PARTE PRIMA
“Gli storici del tempo hanno sottolineato che il re Carlo, con garbo unito a fermezza, abbia suggerito l’idea progettuale al Vanvitelli e che quest’ultimo abbia risposto con umiltà: “Maestà, questa lezione che degnasi di darmi sarà bene tenuta a mente ed eseguita senza alterazioni”.
A cura di Luigi Tallarico
Il 20 gennaio del 1752, Carlo III di Borbone, primo re di Napoli e figlio di Filippo V di Spagna, “pone la prima pietra – annota l’annalista Matteo Camera – alla costruzione della magnifica reggia di Caserta”. Per la progettazione della sua residenza il monarca chiamava l’architetto Luigi Vanvitelli, attivo a Roma e a Napoli, a lui proposto dal cardinale Gonzaga, per rinnovare l’idea del gusto romano a al fabbricare l’eternità”, come abulicamente verrà pronosticato dal Piccolomini. In effetti il re di Napoli – che nell’ottobre 1759 lascerà la capitale del suo regno per cingere la corona di Spagna, quando la reggia non era ancora completata – aveva in animo, una volta accantonato il progetto di Mario Gioffredo su un palazzo-fortezza, di realizzare una residenza sul tipo di Versailles, che evidenziasse la magnificentia regale e colmasse l’ambizione di quel sovrano che sarà poi l’ultimo protagonista della monarchia assoluta.
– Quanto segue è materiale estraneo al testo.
// SPDX-License-Identifier: PMPL-1.0-or-later
// Copyright (c) 2026 Jonathan D.A. Jewell (hyperpolymath) <jonathan.jewell@open.ac.uk>
//
// Desktop downloads — write text files into a downloads directory without
// ever overwriting an earlier download.

use std::path::{Path, PathBuf};

use lesewerk_core::error::{LesewerkError, Result};
use tracing::info;

use crate::traits::NativeDownload;

/// Give up looking for a free `name (n).ext` after this many attempts.
const MAX_SUFFIX: u32 = 10_000;

/// Return the user's downloads directory.
///
/// `$XDG_DOWNLOAD_DIR`, then `~/Downloads`, then the current directory.
pub fn default_download_dir() -> PathBuf {
    if let Ok(dir) = std::env::var("XDG_DOWNLOAD_DIR") {
        return PathBuf::from(dir);
    }
    if let Ok(home) = std::env::var("HOME") {
        return PathBuf::from(home).join("Downloads");
    }
    PathBuf::from(".")
}

/// Saves downloads as files inside one directory.
#[derive(Debug, Clone)]
pub struct DirectoryDownloader {
    dir: PathBuf,
}

impl DirectoryDownloader {
    pub fn new(dir: impl Into<PathBuf>) -> Self {
        Self { dir: dir.into() }
    }
}

impl Default for DirectoryDownloader {
    fn default() -> Self {
        Self::new(default_download_dir())
    }
}

impl NativeDownload for DirectoryDownloader {
    fn save_text(&self, file_name: &str, text: &str) -> Result<PathBuf> {
        let file_name = sanitize_file_name(file_name)?;
        std::fs::create_dir_all(&self.dir)?;
        let path = free_path(&self.dir, &file_name)?;
        std::fs::write(&path, text)?;
        info!(path = %path.display(), bytes = text.len(), "text downloaded");
        Ok(path)
    }
}

/// Strip directory components so a name can never escape the download dir.
fn sanitize_file_name(file_name: &str) -> Result<String> {
    let name = Path::new(file_name.trim())
        .file_name()
        .and_then(|n| n.to_str())
        .map(str::to_owned)
        .unwrap_or_default();
    if name.is_empty() || name == "." || name == ".." {
        return Err(LesewerkError::Bridge(format!(
            "invalid download file name '{file_name}'"
        )));
    }
    Ok(name)
}

/// `dir/name`, or `dir/stem (n).ext` for the first `n` not yet taken.
fn free_path(dir: &Path, file_name: &str) -> Result<PathBuf> {
    let candidate = dir.join(file_name);
    if !candidate.exists() {
        return Ok(candidate);
    }

    let as_path = Path::new(file_name);
    let stem = as_path
        .file_stem()
        .and_then(|s| s.to_str())
        .unwrap_or(file_name);
    let ext = as_path.extension().and_then(|e| e.to_str());

    for n in 1..=MAX_SUFFIX {
        let name = match ext {
            Some(ext) => format!("{stem} ({n}).{ext}"),
            None => format!("{stem} ({n})"),
        };
        let candidate = dir.join(name);
        if !candidate.exists() {
            return Ok(candidate);
        }
    }

    Err(LesewerkError::Bridge(format!(
        "no free file name for '{file_name}' in {}",
        dir.display()
    )))
}

#[cfg(test)]
mod tests {
    use super::*;

    #[test]
    fn writes_named_file() {
        let dir = tempfile::tempdir().unwrap();
        let downloader = DirectoryDownloader::new(dir.path());
        let path = downloader.save_text("extracted-text.txt", "HELLO").unwrap();
        assert_eq!(path, dir.path().join("extracted-text.txt"));
        assert_eq!(std::fs::read_to_string(path).unwrap(), "HELLO");
    }

    #[test]
    fn never_overwrites() {
        let dir = tempfile::tempdir().unwrap();
        let downloader = DirectoryDownloader::new(dir.path());
        downloader.save_text("extracted-text.txt", "first").unwrap();
        let second = downloader.save_text("extracted-text.txt", "second").unwrap();
        assert_eq!(second, dir.path().join("extracted-text (1).txt"));
        assert_eq!(
            std::fs::read_to_string(dir.path().join("extracted-text.txt")).unwrap(),
            "first"
        );
    }

    #[test]
    fn creates_missing_directory() {
        let dir = tempfile::tempdir().unwrap();
        let nested = dir.path().join("a").join("b");
        let path = DirectoryDownloader::new(&nested).save_text("out.txt", "x").unwrap();
        assert!(path.starts_with(&nested));
    }

    #[test]
    fn path_components_are_stripped() {
        let dir = tempfile::tempdir().unwrap();
        let path = DirectoryDownloader::new(dir.path())
            .save_text("../../etc/notes.txt", "x")
            .unwrap();
        assert_eq!(path, dir.path().join("notes.txt"));
    }

    #[test]
    fn empty_name_is_rejected() {
        let dir = tempfile::tempdir().unwrap();
        assert!(DirectoryDownloader::new(dir.path()).save_text("  ", "x").is_err());
    }
}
Gli storici del tempo hanno sottolineato che il re Carlo, con garbo unito a fermezza, abbia suggerito l’idea progettuale al Vanvitelli e che quest’ultimo abbia risposto con umiltà: “Maestà, questa lezione che degnasi di darmi sarà bene tenuta a mente ed eseguita senza alterazioni”. Infatti nel 1789, con accento encomiastico, il D’Onofri riferirà nell’Elogio estemporaneo per la gloriosa memoria di Carlo III” (!789, Napoli), che il re, alla presenza di Vanvitelli, “col compasso reale nelle mani e con il lapis, disegnò i primi abbozzi del gran palazzo, con stabilire spazialmente un centro il quale fosse a pié della Scala Regia, da cui simmetricamente si diramassero quattro larghi passaggi ai rispettivi quattro gran cortile…”. Dal canto suo il Vanvitelli “non sembra mai troppo deciso nel difendere le sue opinioni, anzi non le difende affatto e subito s’adegua alla sovrana volontà”, per cui imposterà fedelmente, ma dobbiamo dire genialmente, “la progettazione su un asse prospettico lungo tre chilometri che collega il vialone alberato proveniente da Napoli, la galleria assiale del palazzo e il viale centrale del parco che si prolunga fino alla cascata”, secondo l’approfondita indagine di C. De Seta (in “Il Real Palazzo di Caserta di Luigi Vanvitelli: genesi e sviluppo del progetto” – “Trionfo del Barocco – 1999, Milano).
Inoltre l’intenzione del Vanvitelli era di inserire la scena prospettica della reggia “in un vero e proprio piano urbanistico…eseguito poi solo parzialmente”, in modo da separare e congiungere, allo stesso tempo, “due grandi spazi: quello della città che sarebbe dovuta sorgere attorno al palazzo e quello del parco” (C. De Seta).
Purtroppo il progetto iniziale non venne completato – nonostante la volontà della regina Maria Amalia, che ha sempre difeso i progetti di Vanvitelli – in quanto al “Gran Re”, partito per la Spagna, subentrerà il “Re Piccirillo”, il futuro Ferdinando IV, con il reggente ministro Tanucci, che taglierà drasticamente i finanziamenti, perché – a dire di Vanvitelli – era a lui ostile e piuttosto favorevole al concorrente architetto Fuga, autore della “Favorita”, e anche perché entrambi erano del “partito toscano”.